Jesus' parables about economic justice are at the very core of his teachings, and they basically say that all people are equal and the rich need to wake up. There would be a lot less suffering in the world if the resources and wealth were more fairly distributed, but we, like the rich young man in the famous parable, are incapable of giving completely so that that might come to pass. My $100 or $500 to Haiti is essentially meaningless; it may make me feel better, it may help a little bit, but in a larger sense it does almost nothing to address the fundamental inequality between my life and the lives of the poor and struggling. Responding to suffering with a gift that doesn't change me in any real way is too easy. If suffering has any "meaning" then it's to transform us from people who go around with a shell on, sticking a hand out now and then with a few coins in it, to people who are willing to see things as they really are, to be vulnerable to life and to others, and to change over time as a result into people who believe in justice and equality and live that out in our lives - not perfectly, probably, but as best we can. This thing we call "God" -- what I might prefer to call Love, or the "Ground of all Being" -- isn't going to produce change in the world, except through us, and the "eternal life" where suffering "shall be no more" isn't a paradise to come, but right now.
And if we think we're protected by our wealth, our education, our geography, our whiteness, our youth -- it's an illusion. Suffering comes in some form to all of us. Watching my completely undeserving mother die of cancer rid me of any vestiges of Theism. But I did experience, as I have before in my life, moments of interpenetration where "she" and "I" ceased to exist as separate; I know with complete certainty - not just intellectually - that we're all interdependent, all connected, and all equal. I've seen that Love is the most powerful thing there is, and that we all hold it in our hands, never more so than when we're stripped of everything else. Going through suffering with others has the potential to teach us a great deal; maybe we'll be able to help the next person, or go through our own illnesses and death with a little less fear and greater wisdom. But I think for most educated and religiously-skeptical people today, this requires meditation, reading, and a lot of work and preparation that takes place mainly in solitude. I wish Christianity had done better job of preserving (other than in monasticism) its own mystic tradition, where meditation is at the heart. But that's never been seen as the way to preserve the institutional hierarchy and power, or to fill the pews and the coffers. Nor is it a way to keep the faith separate from the others, whose mystic traditions blur all the distinctions between them and neutralize the fear of "doing it wrong and risking damnation" which has been religion's (not just Christianity's) most powerful means of keeping people "inside" the rules.
So, descending from the roof-top view, where this kind of theorizing is so tempting, let's come down into the street.
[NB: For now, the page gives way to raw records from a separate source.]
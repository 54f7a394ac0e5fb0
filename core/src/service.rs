//! High-level Omniclip service (C1-C14) that wires every component into a
//! single running instance: mDNS discovery, the LAN server, the outbound
//! dual transport, the sync engine, history/keystore/registry persistence,
//! the clipboard monitor, and the orchestrator that bridges them all.

use std::sync::Arc;
use std::time::Duration;

use tokio::sync::{mpsc, RwLock};
use url::Url;

use crate::clipboard::{self, ArboardSource, ClipboardManager};
use crate::crypto::VerifyingKey;
use crate::discovery::{DiscoveredPeer, DiscoveryEvent, DiscoveryService};
use crate::error::{Error, Result};
use crate::history::{HistoryStore, PairedDevice, PairedDeviceRegistry};
use crate::keystore::KeyStore;
use crate::manager::TransportManager;
use crate::orchestrator::{run_wake_loop, SyncOrchestrator};
use crate::pairing::{PairingSession, PairingStatus};
use crate::ports::{BlobStore, NotificationSink, TempFileManager};
use crate::prober::{ConnectionProber, ProbeEvent};
use crate::protocol::constants::CLIPBOARD_POLL_INTERVAL_MS;
use crate::protocol::envelope::{DeviceId, DevicePlatform, TransportOrigin};
use crate::protocol::pairing::{PairingAck, PairingChallenge, PairingQrData};
use crate::server::{LanServer, ServerEvent, ServerHandle};
use crate::sync::engine::{PlaintextPolicy, SyncEngine};
use crate::transport::dual::{DualTransport, TransportPath};
use crate::transport::{ConnectionState, TransportEvent, WsTransportConfig};
use crate::{Config, DeviceIdentity};

const HISTORY_MAX_ENTRIES: usize = 500;

fn local_platform() -> DevicePlatform {
    if cfg!(target_os = "macos") {
        DevicePlatform::Macos
    } else if cfg!(target_os = "windows") {
        DevicePlatform::Windows
    } else if cfg!(target_os = "linux") {
        DevicePlatform::Linux
    } else {
        DevicePlatform::Unknown
    }
}

/// Events emitted by the running service for a UI/CLI layer to observe.
#[derive(Debug, Clone)]
pub enum ServiceEvent {
    DeviceDiscovered(DiscoveredPeer),
    DeviceLost(String),
    ClipboardReceived { from_device: DeviceId },
    Error(String),
}

/// Coordinates every component of the running service.
pub struct OmniclipService {
    config: Config,
    identity: DeviceIdentity,
    keystore: Arc<KeyStore>,
    history: Arc<HistoryStore>,
    registry: Arc<PairedDeviceRegistry>,
    discovery: Arc<DiscoveryService>,
    manager: Arc<TransportManager>,
    orchestrator: Arc<SyncOrchestrator>,
    prober: Arc<ConnectionProber>,
    dual: Arc<DualTransport>,
    lan_server: RwLock<Option<ServerHandle>>,
    /// Shared with the LAN server's event forwarder so an inbound pairing
    /// challenge arriving over the wire can be routed to whichever session
    /// is currently active (`spec.md` §4.9).
    active_pairing: Arc<RwLock<Option<Arc<PairingSession>>>>,
    wake_tx: RwLock<Option<mpsc::Sender<()>>>,
    temp_files: Option<Arc<dyn TempFileManager>>,
    notifications: Option<Arc<dyn NotificationSink>>,
}

impl OmniclipService {
    /// Construct the service, opening (or creating) all persistent stores
    /// under `config.data_dir`. No blob storage, temp-file, or notification
    /// collaborator is attached; use [`Self::with_ports`] to inject them.
    pub async fn new(device_name: String, config: Config) -> Result<Self> {
        Self::with_ports(device_name, config, None, None, None).await
    }

    /// Like [`Self::new`], additionally injecting the external collaborators
    /// the core never implements itself (`spec.md` §1/§9: platform blob
    /// storage, notification surfaces, and temp-file handling are
    /// "deliberately out of scope" and reach the core only through these
    /// constructor-injected traits).
    pub async fn with_ports(
        device_name: String,
        config: Config,
        blob_store: Option<Arc<dyn BlobStore>>,
        notifications: Option<Arc<dyn NotificationSink>>,
        temp_files: Option<Arc<dyn TempFileManager>>,
    ) -> Result<Self> {
        tokio::fs::create_dir_all(&config.data_dir).await?;

        let identity = DeviceIdentity::new(device_name.clone());
        let local_device_id = DeviceId::from(identity.id);

        let keystore = Arc::new(KeyStore::open(&config.data_dir).await?);
        let history = Arc::new(HistoryStore::open(&config.data_dir, HISTORY_MAX_ENTRIES).await?);
        let registry = Arc::new(PairedDeviceRegistry::open(&config.data_dir).await?);
        let discovery = Arc::new(DiscoveryService::new(local_device_id.clone())?);
        let manager = Arc::new(TransportManager::new(discovery.clone()));
        let prober = Arc::new(ConnectionProber::new(registry.clone()));

        let engine = Arc::new(SyncEngine::new(
            keystore.clone(),
            local_device_id.clone(),
            local_platform(),
            device_name,
            PlaintextPolicy { allow: config.allow_plaintext },
        ));

        let (dual_events_tx, dual_events_rx) = mpsc::channel(64);
        let dual = Arc::new(DualTransport::new(engine.clone(), dual_events_tx));

        let clipboard_source: Box<dyn crate::clipboard::PasteboardSource> =
            Box::new(ArboardSource::new(notifications.clone())?);
        let clipboard_manager = ClipboardManager::new(clipboard_source);

        let orchestrator = Arc::new(SyncOrchestrator::with_ports(
            engine,
            history.clone(),
            registry.clone(),
            keystore.clone(),
            clipboard_manager,
            local_device_id,
            blob_store,
            notifications.clone(),
        ));

        spawn_dual_event_forwarder(dual_events_rx, orchestrator.clone(), prober.clone());

        Ok(Self {
            config,
            identity,
            keystore,
            history,
            registry,
            discovery,
            manager,
            orchestrator,
            prober,
            dual,
            lan_server: RwLock::new(None),
            active_pairing: Arc::new(RwLock::new(None)),
            wake_tx: RwLock::new(None),
            temp_files,
            notifications,
        })
    }

    /// The injected scratch-space collaborator, if any (`spec.md` §9).
    pub fn temp_files(&self) -> Option<&Arc<dyn TempFileManager>> {
        self.temp_files.as_ref()
    }

    pub fn device_id(&self) -> DeviceId {
        DeviceId::from(self.identity.id)
    }

    pub fn device_name(&self) -> &str {
        &self.identity.name
    }

    pub fn fingerprint(&self) -> String {
        self.identity.fingerprint()
    }

    pub fn history(&self) -> &Arc<HistoryStore> {
        &self.history
    }

    pub fn registry(&self) -> &Arc<PairedDeviceRegistry> {
        &self.registry
    }

    /// Start the LAN server, mDNS advertisement/browsing, clipboard
    /// monitor, and the orchestrator's queue processor. Returns a channel
    /// of high-level events for a UI layer.
    pub async fn start(&self) -> Result<mpsc::Receiver<ServiceEvent>> {
        let (tx, rx) = mpsc::channel(64);

        let lan_server = LanServer::bind(self.config.port, self.device_id()).await?;
        let port = lan_server.port();
        let (server_handle, server_events) = lan_server.serve();
        *self.lan_server.write().await = Some(server_handle);

        let fullname = format!(
            "{}-{}.{}",
            self.identity.name,
            &self.device_id().as_str()[..8.min(self.device_id().as_str().len())],
            crate::protocol::constants::SERVICE_TYPE
        );
        self.manager
            .start_advertising(&self.identity.name, &self.fingerprint(), port, fullname)?;
        let discovery_events = self.discovery.browse()?;

        if let Some(relay) = self.config.cloud_relay_url.clone() {
            self.connect_cloud(relay).await;
        }

        let (wake_tx, wake_rx) = mpsc::channel(16);
        *self.wake_tx.write().await = Some(wake_tx.clone());

        spawn_server_event_forwarder(
            server_events,
            self.orchestrator.clone(),
            self.prober.clone(),
            tx.clone(),
            self.active_pairing.clone(),
            self.keystore.clone(),
        );
        spawn_discovery_event_forwarder(
            discovery_events,
            self.registry.clone(),
            self.dual.clone(),
            self.device_id(),
            self.prober.clone(),
            wake_tx.clone(),
            tx.clone(),
        );
        tokio::spawn(run_wake_loop(self.orchestrator.clone(), self.dual.clone(), wake_rx));
        self.spawn_clipboard_monitor(wake_tx);

        tracing::info!(port, "omniclip service started");
        Ok(rx)
    }

    async fn connect_cloud(&self, relay: Url) {
        self.dual
            .connect_cloud(WsTransportConfig {
                url: relay,
                device_id: self.device_id(),
                device_platform: local_platform(),
                pinned_fingerprint: None,
                is_cloud: true,
            })
            .await;
    }

    fn spawn_clipboard_monitor(&self, wake_tx: mpsc::Sender<()>) {
        let orchestrator = self.orchestrator.clone();
        let device_name = self.identity.name.clone();
        let source = ArboardSource::new(self.notifications.clone());
        let Ok(source) = source else {
            tracing::warn!("clipboard pasteboard unavailable, monitor not started");
            return;
        };
        let manager = ClipboardManager::new(Box::new(source));
        let (mut clip_rx, _handle) =
            clipboard::start_monitor(manager, Duration::from_millis(CLIPBOARD_POLL_INTERVAL_MS));

        tokio::spawn(async move {
            while let Some(change) = clip_rx.recv().await {
                if let Err(e) = orchestrator
                    .capture_local(change.content, local_platform(), device_name.clone())
                    .await
                {
                    tracing::warn!("failed to capture local clipboard change: {e}");
                    continue;
                }
                let _ = wake_tx.send(()).await;
            }
        });
    }

    /// Begin hosting a pairing session: generates an ephemeral keypair and a
    /// signed QR payload advertising this device's LAN address.
    pub async fn begin_pairing_as_host(&self, host_address: impl Into<String>) -> Result<(String, PairingQrData)> {
        let (session, qr) = PairingSession::host(
            self.device_id(),
            self.identity.name.clone(),
            local_platform(),
            &self.identity.signing_key,
            host_address,
            self.config.port,
        );
        *self.active_pairing.write().await = Some(Arc::new(session));
        let svg = qr.to_qr_svg()?;
        Ok((svg, qr))
    }

    /// Answer a challenge received from an initiator scanning our QR.
    pub async fn answer_pairing_challenge(&self, challenge: &PairingChallenge) -> Result<PairingAck> {
        let pairing = self.active_pairing.read().await;
        let session = pairing
            .as_ref()
            .ok_or_else(|| Error::InvalidChallengePayload("no active pairing session".to_string()))?;
        session.handle_challenge(challenge, &self.keystore).await
    }

    /// Initiator side: verify a scanned QR and build the outbound challenge.
    pub async fn begin_pairing_as_initiator(
        &self,
        qr: &PairingQrData,
        host_verifying_key: &VerifyingKey,
    ) -> Result<PairingChallenge> {
        let (session, challenge) = PairingSession::from_qr(
            qr,
            host_verifying_key,
            self.device_id(),
            self.identity.name.clone(),
            local_platform(),
        )?;
        *self.active_pairing.write().await = Some(Arc::new(session));
        Ok(challenge)
    }

    /// Confirm the host's ack and persist the paired device.
    pub async fn verify_pairing_ack(&self, ack: &PairingAck, host_name: String) -> Result<DeviceId> {
        let pairing = self.active_pairing.read().await;
        let session = pairing
            .as_ref()
            .ok_or_else(|| Error::InvalidChallengePayload("no active pairing session".to_string()))?;
        session.verify_ack(ack, &self.keystore).await?;
        let peer_id = match session.status() {
            PairingStatus::Completed { peer_device_id } => peer_device_id,
            _ => return Err(Error::InvalidChallengePayload("pairing did not complete".to_string())),
        };
        self.registry
            .upsert(PairedDevice {
                id: peer_id.clone(),
                name: host_name,
                platform: None,
                last_seen: chrono::Utc::now(),
                is_online: true,
                service_name: None,
                lan_host: None,
                lan_port: None,
                fingerprint: None,
            })
            .await?;
        Ok(peer_id)
    }

    pub async fn paired_devices(&self) -> Vec<PairedDevice> {
        self.registry.all().await
    }

    pub async fn unpair_device(&self, device_id: &DeviceId) -> Result<()> {
        self.registry.remove(device_id).await?;
        self.keystore.delete(device_id.as_str()).await
    }

    pub fn transport_state(&self) -> crate::manager::ManagerState {
        self.manager.state()
    }
}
That's where I found the image in the photograph at the top of this post, one grey day when I wandered into a snowy alley and was stunned to find paintings like this on all the surfaces of the sheds and garages that backed up onto it. Seeing these light- and color-filled paintings, in the dead of midwinter, moved and mystified me: who was this life-filled painter? Why here? What did these images have to teach me?


Those paintings are wonderful! Are those Syrian licence plates at the top?
Your thinking is even more like mine than I thought, but it seems as if you arrived there via a lot of hard-won experiences and observations, while my own positions are much more theoretical. So I bow three times in your direction. :)
As for why Haitians in particular are suffering, Boing Boing linked to a handy overview on the London times from last May, Haiti: the land where children eat mud.
Posted by: Dave | January 18, 2010 at 10:24 PM
As Dave said! A deep and thought provoking series of essays, Beth, thank you!
Posted by: Marja-Leena | January 18, 2010 at 11:13 PM
Well said, Beth. Well said.
Posted by: Jan | January 19, 2010 at 08:43 AM
Dave, yes, the license plates really intrigued me and I decided (though wasn't sure) that they went with the paintings. There were plates from both Syria and Lebanon, and the aloe plant also seemed like a clue - my father-in-law grew aloes right up to the end of his life. And I solemnly return your bow.
Hi Marja-Leena, thanks for writing - I'm really glad you enjoyed these essays.
Hi Jan, thank you very much!
Posted by: Beth | January 19, 2010 at 09:15 AM
Thank you Beth. As a lapsed Anglican who is now probably an atheist, I do very much enjoy your writing. I often wish I'd moved to Canada during the Vietnam war era, instead I flunked my draft physical and stayed in the States. Best regards and keep up the good writing and singing. Paul
Posted by: Paul | January 19, 2010 at 02:44 PM
Paul, I'm delighted to hear from you. Thanks for telling me a little about yourself, and for reading. I appreciate your kind words very much.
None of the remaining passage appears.